Kathryn Beaumont Levine (born 27 June 1938) is a British-American former actress, singer and school teacher. She is best known for voicing Alice in Alice in Wonderland (1951) and Wendy Darling in Peter Pan (1953), for which she was named a Disney Legend in 1998.

Early life 
Kathryn Beaumont was born to Evelyn and Kenneth Beaumont in London on 27 June 1938. Her mother was a professional dancer, while her father was a singer.

Career 
Beaumont made her feature film debut in  It Happened One Sunday (1944), which drew interest from Metro-Goldwyn-Mayer, who offered her a contract. She recalled: "MGM was planning to have films with British characters and British-type stories. However, as ideas come and go, they must have shelved the idea because they brought me over and put me under contract, then nothing happened." In spite of this, she did play small parts in MGM's On an Island with You (1948), where she did a Jimmy Durante impression in front of Durante's character, The Secret Garden (1949) and Challenge to Lassie (1949).

After Beaumont had relocated to Los Angeles, Walt Disney Pictures began auditioning young British actresses to portray Alice in their animated version of Alice in Wonderland (1951). Beaumont auditioned and received the role, working under voice director Winston Hibler. Disney subsequently cast her in the voice role of Wendy Darling in their following feature, Peter Pan (1953). In addition to providing her voice, Beaumont also served as the performance model for both characters for live-action reference to help the animators. When performing as Wendy, Beaumont was suspended in the air to simulate flight, although Beaumont had a fear of heights. Walt Disney personally cast Beaumont after seeing the film, On an Island with You. Beaumont reprised her voice acting role as Alice in two episodes of the animated series Disney's House of Mouse (2001–2003) and as both Alice and Wendy in the 2002 video game Kingdom Hearts. In 1998, Beaumont was awarded a Disney Legend award for her voice work on the films Alice in Wonderland and Peter Pan.

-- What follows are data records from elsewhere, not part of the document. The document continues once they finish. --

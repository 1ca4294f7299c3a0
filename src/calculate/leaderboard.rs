//! Per-map leaderboards of kept and dropped scores.

use crate::models::{Dataset, EngineFeatures, LeaderboardEntry, MapLeaderboard, Selection};

use super::drop::{compute_dropped, DroppedSet};
use super::ordering::ordered_maps;
use super::{player_filter, selected_players};

/// Which side of the drop split a leaderboard shows.
#[derive(Debug, Clone, Copy, PartialEq, Eq)]
pub enum DropSide {
    Kept,
    Dropped,
}

/// Leaderboards of kept scores, one per map in display order.
pub fn compute_active_leaderboards(
    dataset: &Dataset,
    selection: &Selection,
    features: &EngineFeatures,
) -> Vec<MapLeaderboard> {
    let filter = player_filter(selection, features);
    let dropped = compute_dropped(dataset, selection.drop_count, filter);
    map_leaderboards(dataset, selection, features, &dropped, DropSide::Kept)
}

/// Leaderboards of dropped scores, one per map in display order.
pub fn compute_dropped_leaderboards(
    dataset: &Dataset,
    selection: &Selection,
    features: &EngineFeatures,
) -> Vec<MapLeaderboard> {
    let filter = player_filter(selection, features);
    let dropped = compute_dropped(dataset, selection.drop_count, filter);
    map_leaderboards(dataset, selection, features, &dropped, DropSide::Dropped)
}

/// Build one leaderboard per map from an already computed drop set.
///
/// Each selected player contributes their first score on the map if it is on
/// the requested side of the split. Entries sort by score descending; the
/// sort is stable so equal scores keep player order.
pub fn map_leaderboards(
    dataset: &Dataset,
    selection: &Selection,
    features: &EngineFeatures,
    dropped: &DroppedSet,
    side: DropSide,
) -> Vec<MapLeaderboard> {
    let filter = player_filter(selection, features);

    ordered_maps(dataset)
        .into_iter()
        .map(|map| {
            let mut entries: Vec<LeaderboardEntry> = selected_players(dataset, filter)
                .filter_map(|player| {
                    let score = player.score_on(map.beatmap_id)?;
                    let is_dropped = dropped.contains(player.user_id, map.beatmap_id);
                    let wanted = match side {
                        DropSide::Kept => !is_dropped,
                        DropSide::Dropped => is_dropped,
                    };
                    wanted.then(|| LeaderboardEntry {
                        user_id: player.user_id,
                        username: dataset.username(player.user_id).to_string(),
                        score: score.score,
                        accuracy: features.include_accuracy_column.then_some(score.accuracy),
                    })
                })
                .collect();

            entries.sort_by(|a, b| b.score.cmp(&a.score));

            MapLeaderboard {
                beatmap_id: map.beatmap_id,
                slot: map.slot.clone(),
                entries,
            }
        })
        .collect()
}

#[cfg(test)]
mod tests {
    use super::*;
    use crate::models::{DropCount, Score};
    use pretty_assertions::assert_eq;

    fn two_player_dataset() -> Dataset {
        Dataset::default()
            .with_user(1, "P1")
            .with_user(2, "P2")
            .with_map(100, "NM1")
            .with_score(1, Score::new(100, 100, 90.0))
            .with_score(2, Score::new(100, 200, 95.0))
    }

    fn names_and_scores(board: &MapLeaderboard) -> Vec<(String, u64)> {
        board
            .entries
            .iter()
            .map(|e| (e.username.clone(), e.score))
            .collect()
    }

    #[test]
    fn test_active_leaderboard_sorted_descending() {
        let ds = two_player_dataset();
        let boards =
            compute_active_leaderboards(&ds, &Selection::new(), &EngineFeatures::default());

        assert_eq!(boards.len(), 1);
        assert_eq!(
            names_and_scores(&boards[0]),
            vec![("P2".to_string(), 200), ("P1".to_string(), 100)]
        );
        assert_eq!(boards[0].entries[0].accuracy, Some(95.0));
    }

    #[test]
    fn test_zero_drop_splits_into_full_and_empty() {
        let ds = two_player_dataset();
        let features = EngineFeatures::default();
        let dropped = compute_dropped_leaderboards(&ds, &Selection::new(), &features);

        assert_eq!(dropped.len(), 1);
        assert!(dropped[0].is_empty());
    }

    #[test]
    fn test_dropping_only_score_moves_everyone_to_dropped() {
        let ds = two_player_dataset();
        let features = EngineFeatures::default();
        let selection = Selection::new().with_drop_count(DropCount::new(1));

        let active = compute_active_leaderboards(&ds, &selection, &features);
        let dropped = compute_dropped_leaderboards(&ds, &selection, &features);

        assert!(active[0].is_empty());
        assert_eq!(
            names_and_scores(&dropped[0]),
            vec![("P2".to_string(), 200), ("P1".to_string(), 100)]
        );
    }

    #[test]
    fn test_equal_scores_keep_player_order() {
        let ds = Dataset::default()
            .with_map(5, "HD1")
            .with_score(3, Score::new(5, 700, 90.0))
            .with_score(8, Score::new(5, 700, 91.0))
            .with_score(9, Score::new(5, 800, 92.0));

        let boards =
            compute_active_leaderboards(&ds, &Selection::new(), &EngineFeatures::default());
        let ids: Vec<u64> = boards[0].entries.iter().map(|e| e.user_id).collect();

        assert_eq!(ids, vec![9, 3, 8]);
    }

    #[test]
    fn test_unknown_map_scores_and_missing_users() {
        let ds = Dataset::default()
            .with_map(1, "NM1")
            .with_score(4, Score::new(1, 10, 50.0))
            .with_score(4, Score::new(999, 20, 60.0));

        let boards =
            compute_active_leaderboards(&ds, &Selection::new(), &EngineFeatures::default());

        assert_eq!(boards.len(), 1);
        assert_eq!(boards[0].entries.len(), 1);
        assert_eq!(boards[0].entries[0].username, "Unknown");
    }

    #[test]
    fn test_player_filter_and_accuracy_flag() {
        let ds = two_player_dataset();
        let features = EngineFeatures {
            include_accuracy_column: false,
            ..EngineFeatures::default()
        };
        let selection = Selection::new().with_players([1]);

        let boards = compute_active_leaderboards(&ds, &selection, &features);

        assert_eq!(boards[0].entries.len(), 1);
        assert_eq!(boards[0].entries[0].user_id, 1);
        assert_eq!(boards[0].entries[0].accuracy, None);
    }

    #[test]
    fn test_player_filter_ignored_when_filters_disabled() {
        let ds = two_player_dataset();
        let features = EngineFeatures {
            enable_player_map_filters: false,
            ..EngineFeatures::default()
        };
        let selection = Selection::new().with_players([1]);

        let boards = compute_active_leaderboards(&ds, &selection, &features);
        assert_eq!(boards[0].entries.len(), 2);
    }

    #[test]
    fn test_maps_in_display_order_with_placeholders() {
        let ds = two_player_dataset().with_map(50, "TB").with_map(70, "NM10");
        let boards =
            compute_active_leaderboards(&ds, &Selection::new(), &EngineFeatures::default());

        let slots: Vec<&str> = boards.iter().map(|b| b.slot.as_str()).collect();
        assert_eq!(slots, vec!["NM1", "NM10", "TB"]);
        assert!(boards[1].is_empty());
        assert!(boards[2].is_empty());
    }
}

In 2005, Beaumont retired from acting; the roles of Alice and Wendy were taken over by Hynden Walch. She made a brief return to voice acting in 2010 when she voiced Kairi's grandmother in Kingdom Hearts Birth by Sleep.

Personal life 
After completing Peter Pan, Beaumont graduated from high school and enrolled at the University of Southern California, where she graduated with a degree in education. Upon graduating from college, Beaumont worked as an elementary school teacher in Los Angeles for 36 years.

Beaumont has been married to her husband, Allan Levine, since 1985.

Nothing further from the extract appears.